Aborto. La sentenza della Corte Suprema USA cancella una libertà fondamentale

Aborto

“Come ha ricordato la speaker della Camera, Nancy Pelosi, l’aborto, negli USA, è stato un diritto per 50 anni: oggi la decisione della Corte Suprema di cancellarlo, ribaltando la storica sentenza Roe vs Wade, è un insulto a tutte le donne, un attacco alla libertà fondamentale di decidere della propria salute riproduttiva. Di fronte alle reazioni scomposte dei leader repubblicani, chiaramente uomini, la nostra mente vola alla sentenza con cui, solo ieri, la Corte ha bocciato la legge vigente a New York che richiedeva una licenza speciale per il porto d’armi in pubblico, lì a ricordare che, dopo le giovani vite perse a Uvalde, alcuni politici americani non amano affatto la vita, semplicemente odiano le donne”.
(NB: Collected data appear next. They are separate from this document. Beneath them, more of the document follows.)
//! Attributes of nodes, used both per node and for a graph's `node [...]`
//! defaults block.

use crate::{
    attribute::AttributeType,
    color::Color,
    geometry::Point,
    kinds::{ImageScaleType, LabelLoc, NodeShape, NodeStyle, Ordering},
};

use super::{MAX_SHOW_BOXES, MIN_DISTORTION, MIN_FONT_SIZE, MIN_HEIGHT, MIN_SIDES, MIN_WIDTH};

scoped_attribute_set! {
    /// Attributes of a node.
    ///
    /// # Examples
    ///
    /// ```
    /// use dotwright_core::attribute_set::NodeAttributeSet;
    /// use dotwright_core::color::Color;
    /// use dotwright_core::kinds::{NodeShape, NodeStyle};
    ///
    /// let mut attributes = NodeAttributeSet::new();
    /// attributes
    ///     .set_shape(NodeShape::Box)
    ///     .set_style([NodeStyle::Filled])
    ///     .set_fill_color(Color::Default);
    ///
    /// assert_eq!(attributes.to_string(), r#"shape="box", style="filled""#);
    /// ```
    NodeAttributeSet
}

impl NodeAttributeSet {
    pub fn set_url(&mut self, value: &str) -> &mut Self {
        self.add_text(AttributeType::Url, value);
        self
    }

    pub fn set_href(&mut self, value: &str) -> &mut Self {
        self.add_text(AttributeType::Href, value);
        self
    }

    pub fn set_target(&mut self, value: &str) -> &mut Self {
        self.add_text(AttributeType::Target, value);
        self
    }

    pub fn set_tooltip(&mut self, value: &str) -> &mut Self {
        self.add_text(AttributeType::Tooltip, value);
        self
    }

    pub fn set_area(&mut self, value: f64) -> &mut Self {
        self.add_simple(AttributeType::Area, value);
        self
    }

    pub fn set_class(&mut self, value: &str) -> &mut Self {
        self.add_text(AttributeType::Class, value);
        self
    }

    pub fn set_color(&mut self, color: Color) -> &mut Self {
        self.add_enum(AttributeType::Color, color);
        self
    }

    pub fn set_color_list(&mut self, colors: impl IntoIterator<Item = Color>) -> &mut Self {
        self.add_enum_list(AttributeType::Color, colors);
        self
    }

    pub fn set_color_scheme(&mut self, value: &str) -> &mut Self {
        self.add_text(AttributeType::ColorScheme, value);
        self
    }

    pub fn set_comment(&mut self, value: &str) -> &mut Self {
        self.add_text(AttributeType::Comment, value);
        self
    }

    /// Sets the distortion factor of `polygon` shapes, never below
    /// [`MIN_DISTORTION`].
    pub fn set_distortion(&mut self, value: f64) -> &mut Self {
        self.add_simple(AttributeType::Distortion, value.max(MIN_DISTORTION));
        self
    }

    pub fn set_fill_color(&mut self, color: Color) -> &mut Self {
        self.add_enum(AttributeType::FillColor, color);
        self
    }

    /// Fills the node with a gradient through the given colors.
    pub fn set_fill_color_list(&mut self, colors: impl IntoIterator<Item = Color>) -> &mut Self {
        self.add_enum_list(AttributeType::FillColor, colors);
        self
    }

    /// Keeps the node at its `width` and `height` regardless of its label.
    pub fn set_fixed_size(&mut self, value: bool) -> &mut Self {
        self.add_bool(AttributeType::FixedSize, value);
        self
    }

    pub fn set_font_color(&mut self, color: Color) -> &mut Self {
        self.add_enum(AttributeType::FontColor, color);
        self
    }

    pub fn set_font_name(&mut self, value: &str) -> &mut Self {
        self.add_text(AttributeType::FontName, value);
        self
    }

    pub fn set_font_size(&mut self, value: f64) -> &mut Self {
        self.add_simple(AttributeType::FontSize, value.max(MIN_FONT_SIZE));
        self
    }

    pub fn set_gradient_angle(&mut self, value: i32) -> &mut Self {
        self.add_simple(AttributeType::GradientAngle, value);
        self
    }

    /// Puts the node in a group; edges within a group are kept straight.
    pub fn set_group(&mut self, value: &str) -> &mut Self {
        self.add_text(AttributeType::Group, value);
        self
    }

    /// Sets the node height in inches, never below [`MIN_HEIGHT`].
    pub fn set_height(&mut self, value: f64) -> &mut Self {
        self.add_simple(AttributeType::Height, value.max(MIN_HEIGHT));
        self
    }

    pub fn set_id(&mut self, value: &str) -> &mut Self {
        self.add_text(AttributeType::Id, value);
        self
    }

    /// Displays the given image file inside the node.
    pub fn set_image(&mut self, value: &str) -> &mut Self {
        self.add_text(AttributeType::Image, value);
        self
    }

    pub fn set_image_pos(&mut self, value: &str) -> &mut Self {
        self.add_text(AttributeType::ImagePos, value);
        self
    }

    pub fn set_image_scale(&mut self, value: ImageScaleType) -> &mut Self {
        self.add_enum(AttributeType::ImageScale, value);
        self
    }

    pub fn set_label_loc(&mut self, value: LabelLoc) -> &mut Self {
        self.add_enum(AttributeType::LabelLoc, value);
        self
    }

    pub fn set_layer(&mut self, value: &str) -> &mut Self {
        self.add_text(AttributeType::Layer, value);
        self
    }

    /// Sets the space around the label on both axes, in inches.
    pub fn set_margin(&mut self, value: f64) -> &mut Self {
        self.add_simple(AttributeType::Margin, value);
        self
    }

    pub fn set_margin_point(&mut self, value: Point) -> &mut Self {
        self.add_point(AttributeType::Margin, value);
        self
    }

    pub fn set_no_justify(&mut self, value: bool) -> &mut Self {
        self.add_bool(AttributeType::NoJustify, value);
        self
    }

    pub fn set_ordering(&mut self, value: Ordering) -> &mut Self {
        self.add_enum(AttributeType::Ordering, value);
        self
    }

    /// Rotates polygon shapes by the given angle, in degrees.
    pub fn set_orientation(&mut self, degrees: f64) -> &mut Self {
        self.add_simple(AttributeType::Orientation, degrees);
        self
    }

    pub fn set_pen_width(&mut self, value: f64) -> &mut Self {
        self.add_simple(AttributeType::PenWidth, value.max(0.0));
        self
    }

    pub fn set_peripheries(&mut self, value: u32) -> &mut Self {
        self.add_simple(AttributeType::Peripheries, value);
        self
    }

    /// Keeps the node at its input position.
    pub fn set_pin(&mut self, value: bool) -> &mut Self {
        self.add_bool(AttributeType::Pin, value);
        self
    }

    /// Sets the position of the node, in points.
    pub fn set_pos(&mut self, value: Point) -> &mut Self {
        self.add_point(AttributeType::Pos, value);
        self
    }

    pub fn set_rects(&mut self, value: &str) -> &mut Self {
        self.add_text(AttributeType::Rects, value);
        self
    }

    /// Forces the polygon to be regular.
    pub fn set_regular(&mut self, value: bool) -> &mut Self {
        self.add_bool(AttributeType::Regular, value);
        self
    }

    /// Marks the node as the center of a `twopi` or `circo` layout.
    pub fn set_root(&mut self, value: bool) -> &mut Self {
        self.add_bool(AttributeType::Root, value);
        self
    }

    pub fn set_sample_points(&mut self, value: i32) -> &mut Self {
        self.add_simple(AttributeType::SamplePoints, value);
        self
    }

    pub fn set_shape(&mut self, value: NodeShape) -> &mut Self {
        self.add_enum(AttributeType::Shape, value);
        self
    }

    pub fn set_shape_file(&mut self, value: &str) -> &mut Self {
        self.add_text(AttributeType::ShapeFile, value);
        self
    }

    pub fn set_show_boxes(&mut self, value: u32) -> &mut Self {
        self.add_simple(AttributeType::ShowBoxes, value.min(MAX_SHOW_BOXES));
        self
    }

    /// Sets the number of sides of a `polygon` shape, never below
    /// [`MIN_SIDES`].
    pub fn set_sides(&mut self, value: u32) -> &mut Self {
        self.add_simple(AttributeType::Sides, value.max(MIN_SIDES));
        self
    }

    /// Sets the skew factor of `polygon` shapes, never below
    /// [`MIN_DISTORTION`].
    pub fn set_skew(&mut self, value: f64) -> &mut Self {
        self.add_simple(AttributeType::Skew, value.max(MIN_DISTORTION));
        self
    }

    pub fn set_sort_v(&mut self, value: u32) -> &mut Self {
        self.add_simple(AttributeType::SortV, value);
        self
    }

    pub fn set_style(&mut self, styles: impl IntoIterator<Item = NodeStyle>) -> &mut Self {
        self.add_style_list(AttributeType::Style, styles);
        self
    }

    /// Sets the polygon vertices of the node, in points.
    pub fn set_vertices(&mut self, points: impl IntoIterator<Item = Point>) -> &mut Self {
        self.add_point_list(AttributeType::Vertices, points);
        self
    }

    /// Sets the node width in inches, never below [`MIN_WIDTH`].
    pub fn set_width(&mut self, value: f64) -> &mut Self {
        self.add_simple(AttributeType::Width, value.max(MIN_WIDTH));
        self
    }

    /// Sets an external label placed near the node.
    pub fn set_x_label(&mut self, value: &str) -> &mut Self {
        self.add_text(AttributeType::XLabel, value);
        self
    }

    pub fn set_xlp(&mut self, value: Point) -> &mut Self {
        self.add_point(AttributeType::XLp, value);
        self
    }

    /// Sets the z coordinate for 3D output.
    pub fn set_z(&mut self, value: f64) -> &mut Self {
        self.add_simple(AttributeType::Z, value);
        self
    }
}

#[cfg(test)]
mod tests {
    use super::*;

    #[test]
    fn test_default_fill_color_is_omitted() {
        let mut attributes = NodeAttributeSet::new();
        attributes.set_fill_color(Color::Default);

        assert!(attributes.is_empty());
        assert_eq!(attributes.to_string(), "");
    }

    #[test]
    fn test_polygon_clamps() {
        let mut attributes = NodeAttributeSet::new();
        attributes
            .set_sides(1)
            .set_skew(-250.0)
            .set_distortion(0.5)
            .set_width(0.0)
            .set_height(-1.0);

        assert_eq!(
            attributes.to_string(),
            r#"sides="3", skew="-100", distortion="0.5", width="0.01", height="0.02""#
        );
    }

    #[test]
    fn test_vertices_and_position() {
        let mut attributes = NodeAttributeSet::new();
        attributes
            .set_pos(Point::new(10.0, 20.0))
            .set_vertices([Point::new(0.0, 0.0), Point::new(2.0, 0.0), Point::new(1.0, 1.5)]);

        assert_eq!(
            attributes.to_string(),
            r#"pos="10,20", vertices="0,0 2,0 1,1.5""#
        );
    }

    #[test]
    fn test_style_list_can_be_edited() {
        let mut attributes = NodeAttributeSet::new();
        attributes.set_style([NodeStyle::Filled, NodeStyle::Dashed]);

        let style = attributes.find_mut(AttributeType::Style).unwrap();
        assert!(style.remove_value(NodeStyle::Dashed));
        assert!(style.add_value(NodeStyle::Bold));

        assert_eq!(attributes.to_string(), r#"style="filled,bold""#);
    }
}

#[cfg(test)]
mod proptest_tests {
    use super::*;
    use proptest::prelude::*;

    use crate::attribute::{AttributeValue, Scalar};

    // =========================================================================
    // Helpers
    // =========================================================================

    fn stored_float(attributes: &NodeAttributeSet, kind: AttributeType) -> f64 {
        match attributes.find(kind).map(|attribute| attribute.value()) {
            Some(AttributeValue::Scalar(Scalar::Float(value))) => *value,
            other => panic!("expected a float for {kind}, got {other:?}"),
        }
    }

    fn stored_int(attributes: &NodeAttributeSet, kind: AttributeType) -> i64 {
        match attributes.find(kind).map(|attribute| attribute.value()) {
            Some(AttributeValue::Scalar(Scalar::Int(value))) => *value,
            other => panic!("expected an integer for {kind}, got {other:?}"),
        }
    }

    // =========================================================================
    // Property Test Functions
    // =========================================================================

    fn check_sides_lower_bound(sides: u32) -> Result<(), TestCaseError> {
        let mut attributes = NodeAttributeSet::new();
        attributes.set_sides(sides);

        let stored = stored_int(&attributes, AttributeType::Sides);
        prop_assert!(stored >= i64::from(MIN_SIDES));
        if sides >= MIN_SIDES {
            prop_assert_eq!(stored, i64::from(sides));
        }
        Ok(())
    }

    fn check_size_lower_bounds(width: f64, height: f64) -> Result<(), TestCaseError> {
        let mut attributes = NodeAttributeSet::new();
        attributes.set_width(width).set_height(height);

        prop_assert!(stored_float(&attributes, AttributeType::Width) >= MIN_WIDTH);
        prop_assert!(stored_float(&attributes, AttributeType::Height) >= MIN_HEIGHT);
        Ok(())
    }

    fn check_show_boxes_upper_bound(level: u32) -> Result<(), TestCaseError> {
        let mut attributes = NodeAttributeSet::new();
        attributes.set_show_boxes(level);

        prop_assert!(stored_int(&attributes, AttributeType::ShowBoxes) <= i64::from(MAX_SHOW_BOXES));
        Ok(())
    }

    // =========================================================================
    // Proptest Wrappers
    // =========================================================================

    proptest! {
        #[test]
        fn sides_lower_bound(sides in any::<u32>()) {
            check_sides_lower_bound(sides)?;
        }

        #[test]
        fn size_lower_bounds(width in -10.0..10.0f64, height in -10.0..10.0f64) {
            check_size_lower_bounds(width, height)?;
        }

        #[test]
        fn show_boxes_upper_bound(level in any::<u32>()) {
            check_show_boxes_upper_bound(level)?;
        }
    }
}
Così, in una nota, Luana Zanella, Coordinatrice direzione Nazionale di Europa Verde e Fiorella Zabatta, Presidente del Consiglio Federale Nazionale di Europa Verde.
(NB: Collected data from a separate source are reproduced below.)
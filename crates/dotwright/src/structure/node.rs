use dotwright_core::{
    attribute_set::NodeAttributeSet,
    identifier::{Id, Identified},
};

use super::sanitize_label;

/// A node of a DOT document.
///
/// Nodes are created through [`GraphBody::add_node`] and friends, which
/// allocate their identifier.
///
/// [`GraphBody::add_node`]: super::GraphBody::add_node
#[derive(Debug, Clone)]
pub struct Node {
    id: Id,
    label: Option<String>,
    attributes: NodeAttributeSet,
}

impl Node {
    pub(super) fn new(id: Id, label: Option<&str>) -> Self {
        Self {
            id,
            label: label.and_then(sanitize_label),
            attributes: NodeAttributeSet::new(),
        }
    }

    /// Returns the sanitized label, if any.
    pub fn label(&self) -> Option<&str> {
        self.label.as_deref()
    }

    /// Sets the label. An empty label removes it.
    pub fn set_label(&mut self, label: &str) -> &mut Self {
        self.label = sanitize_label(label);
        self
    }

    pub fn attributes(&self) -> &NodeAttributeSet {
        &self.attributes
    }

    pub fn attributes_mut(&mut self) -> &mut NodeAttributeSet {
        &mut self.attributes
    }
}

impl Identified for Node {
    fn id(&self) -> &Id {
        &self.id
    }
}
“Vietare l’aborto, – proseguono, – non significa fermarlo: significa solo aumentare i rischi sanitari, legali e finanziari per abortire illegalmente, con l’aggravante di un sistema sanitario che non garantisce a tutti equo accesso alle cure mediche. Non è concepibile arretrare di un solo millimetro sui diritti e le conquiste delle donne, frutto del sacrificio e dell’impegno di intere generazioni che si sono battute per una trasformazione profonda della società.
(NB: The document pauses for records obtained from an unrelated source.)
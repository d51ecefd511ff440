use std::ops::{Deref, DerefMut};

use dotwright_core::{
    attribute_set::ClusterAttributeSet,
    identifier::{Id, Identified},
};

use super::GraphBody;

/// A subgraph drawn as a boxed group.
///
/// Its identifier always starts with `cluster`, which is how renderers tell it
/// apart from a plain subgraph.
///
/// Dereferences to [`GraphBody`] for children and defaults.
#[derive(Debug)]
pub struct Cluster {
    body: GraphBody,
    attributes: ClusterAttributeSet,
}

impl Cluster {
    pub(super) fn new(body: GraphBody) -> Self {
        Self {
            body,
            attributes: ClusterAttributeSet::new(),
        }
    }

    pub fn attributes(&self) -> &ClusterAttributeSet {
        &self.attributes
    }

    pub fn attributes_mut(&mut self) -> &mut ClusterAttributeSet {
        &mut self.attributes
    }
}

impl Deref for Cluster {
    type Target = GraphBody;

    fn deref(&self) -> &Self::Target {
        &self.body
    }
}

impl DerefMut for Cluster {
    fn deref_mut(&mut self) -> &mut Self::Target {
        &mut self.body
    }
}

impl Identified for Cluster {
    fn id(&self) -> &Id {
        self.body.id()
    }
}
“Nell’augurarci che i singoli Stati americani, ora chiamati a dover decidere autonomamente, legiferino perseguendo il bene delle loro cittadine, è necessario ribadire che i diritti non sono conquistati una volta per tutte e che, anche in Europa e in Italia, i tentativi di limitare la possibilità concreta di accesso ai servizi pubblici di interruzione di gravidanza sono all’ordine del giorno. Noi donne, – concludono Zanella e Zabatta, – non siamo disposte a retrocedere di un solo millimetro e continueremo a batterci affinché la 194 sia rispettata e migliorata”.